The HS621 is widely regarded as one of the best single stage snow throwers ever produced and have a cult like following of diehard users. Can't say enough good things about the HS621.... Honda commercial GX160 engine (last Honda single stage built with commercial GX series engine), lightweight, easy to maneuver, superior power and torque, outstanding discharge distance even with wet snow.


----------



## vinnycom (Nov 6, 2017)

maybe user error.
just used my 20 yr old toro i fixed up, first ever single stage and only the 2nd year using any kind of sb.
here is me with a few inches of very heavy wet snow. easy to maneuver and paddles pull it along fairly quick. did stall a few times due to speed and type of snow.
fyi, wheels are not used when throwing snow and should be elevated off ground, paddles do all the work.
im not pushing it, its pulling me along for the ride.
heres me on the first time using it just from last week


----------



## dadnjesse (Nov 24, 2015)

Rockproof said:


> The 621, IMHO, is the best single stage blower on the market. When you are blowing snow, tilt the bucket forward and this acts as a semi self propel mode. That thing should chew up and spit out wet snow better than your 1332. If it is not self propelling when tilting bucket, you may have to replace the paddles.


Maybe it does need paddles not sure. When I looked at them I checked the space between the rubber and the housing and there isn't a lot of space between them so I assumed they were ok. Next storm I'll try again, definitely have more power since replacing the carb.


----------



## dadnjesse (Nov 24, 2015)

I didn't know that your supposed to tilt it forward, hopefully between the carb and user error I'll be fine.


----------



## vinnycom (Nov 6, 2017)

dadnjesse said:


> I didn't know that your supposed to tilt it forward, hopefully between the carb and user error I'll be fine.
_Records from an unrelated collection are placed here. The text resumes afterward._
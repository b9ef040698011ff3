// This file is part of the terraform-provider-remscontent project
//
// Copyright (C) ANEO, 2024-2024. All rights reserved.
//
// Licensed under the Apache License, Version 2.0 (the "License")
// you may not use this file except in compliance with the License.
// You may obtain a copy of the License at
//
//     http://www.apache.org/licenses/LICENSE-2.0
//
// Unless required by applicable law or agreed to in writing, software
// distributed under the License is distributed on an "AS IS" BASIS,
// WITHOUT WARRANTIES OR CONDITIONS OF ANY KIND, either express or implied.
// See the License for the specific language governing permissions and
// limitations under the License.

//! `remscontent_organization` data source.

use async_trait::async_trait;
use serde::{Deserialize, Serialize};
use tf_provider::schema::{AttributeConstraint, AttributeType, Block, Description, Schema};
use tf_provider::value::{Value, ValueBool, ValueEmpty, ValueList, ValueMap, ValueString};
use tf_provider::{map, AttributePath, DataSource, Diagnostics};
use tracing::debug;

use crate::provider::SharedClient;
use crate::utils::{attribute, known_str, localized_type, localized_value, string_value};

#[derive(Debug, Default, Clone, PartialEq, Eq, Serialize, Deserialize)]
pub struct OrganizationState<'a> {
    #[serde(borrow = "'a")]
    pub id: ValueString<'a>,
    #[serde(borrow = "'a")]
    pub short_name: ValueMap<'a, ValueString<'a>>,
    #[serde(borrow = "'a")]
    pub name: ValueMap<'a, ValueString<'a>>,
    #[serde(borrow = "'a")]
    pub owners: ValueList<ValueString<'a>>,
    pub enabled: ValueBool,
    pub archived: ValueBool,
}

#[derive(Debug, Default, Clone)]
pub struct OrganizationDataSource {
    client: SharedClient,
}

impl OrganizationDataSource {
    pub fn new(client: SharedClient) -> Self {
        Self { client }
    }
}

#[async_trait]
impl DataSource for OrganizationDataSource {
    type State<'a> = OrganizationState<'a>;
    type ProviderMetaState<'a> = ValueEmpty;

    fn schema(&self, _diags: &mut Diagnostics) -> Option<Schema> {
        Some(Schema {
            version: 1,
            block: Block {
                version: 1,
                attributes: map! {
                    "id" => attribute(AttributeType::String, AttributeConstraint::Required, "Organization identifier"),
                    "short_name" => attribute(localized_type(), AttributeConstraint::Computed, "Short name, by language"),
                    "name" => attribute(localized_type(), AttributeConstraint::Computed, "Full name, by language"),
                    "owners" => attribute(
                        AttributeType::List(Box::new(AttributeType::String)),
                        AttributeConstraint::Computed,
                        "User ids of the organization owners",
                    ),
                    "enabled" => attribute(AttributeType::Bool, AttributeConstraint::Computed, "Whether the organization is enabled"),
                    "archived" => attribute(AttributeType::Bool, AttributeConstraint::Computed, "Whether the organization is archived"),
                },
                description: Description::plain("Look up a REMS organization"),
                ..Default::default()
            },
        })
    }

    async fn validate<'a>(&self, diags: &mut Diagnostics, config: Self::State<'a>) -> Option<()> {
        if matches!(known_str(&config.id), Some(id) if id.is_empty()) {
            diags.error(
                "Empty organization id",
                "`id` must not be empty.",
                AttributePath::new("id"),
            );
            return None;
        }
        Some(())
    }

    async fn read<'a>(
        &self,
        diags: &mut Diagnostics,
        config: Self::State<'a>,
        _provider_meta_state: Self::ProviderMetaState<'a>,
    ) -> Option<Self::State<'a>> {
        let Some(id) = known_str(&config.id) else {
            diags.error(
                "Unknown organization id",
                "The organization id must be known before it can be read.",
                AttributePath::new("id"),
            );
            return None;
        };
        let client = self.client.get(diags)?;

        debug!(id, "reading organization");
        let organization = match client.get_organization(id).await {
            Ok(organization) => organization,
            Err(err) if err.is_not_found() => {
                diags.error(
                    "Organization not found",
                    format!("REMS has no organization `{id}`."),
                    AttributePath::new("id"),
                );
                return None;
            }
            Err(err) => {
                diags.root_error("Failure to read organization", err.to_string());
                return None;
            }
        };

        Some(OrganizationState {
            id: config.id.clone(),
            short_name: localized_value(organization.short_name),
            name: localized_value(organization.name),
            owners: Value::Value(
                organization
                    .owners
                    .into_iter()
                    .map(|owner| string_value(owner.userid))
                    .collect(),
            ),
            enabled: organization.enabled.map_or(Value::Null, Value::Value),
            archived: Value::Value(organization.archived),
        })
    }
}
yes, the paddles are the pulling force and not u pushing it. careful as it will take off so slowly tilt it forward until u get a feel for it.


----------



## JnC (Feb 21, 2014)

I love my HS621 and I am from the same area as you are, last storm I didnt fire up my bigger machine as it snowed and then it rained on top of it which froze later, this was a job for a single stage machine that can thrash on the snow and chew it up. Thats exactly what the 621 did, cleaned the driveway right down to the blacktop, check the tension on the handle wire, if its not exerting enough tension the belt to keep the auger spinning under load then you WILL have the machine ride up on snow every chance it'll get it.


----------



## tabora (Mar 1, 2017)

*If anyone in the northeast is looking for one,
Honda HS621 snow blower - $75 in Greenland, NH*








Honda HS621 snow blower - general for sale - by owner


Honda snow blower runs great HS621 If the add is up it’s still available



nh.craigslist.org


----------



## orangputeh (Nov 24, 2016)

tabora said:


> *If anyone in the northeast is looking for one,
> Honda HS621 snow blower - $75 in Greenland, NH*
> 
> 
> ...


get it for me and I'll pick up in a couple years......


----------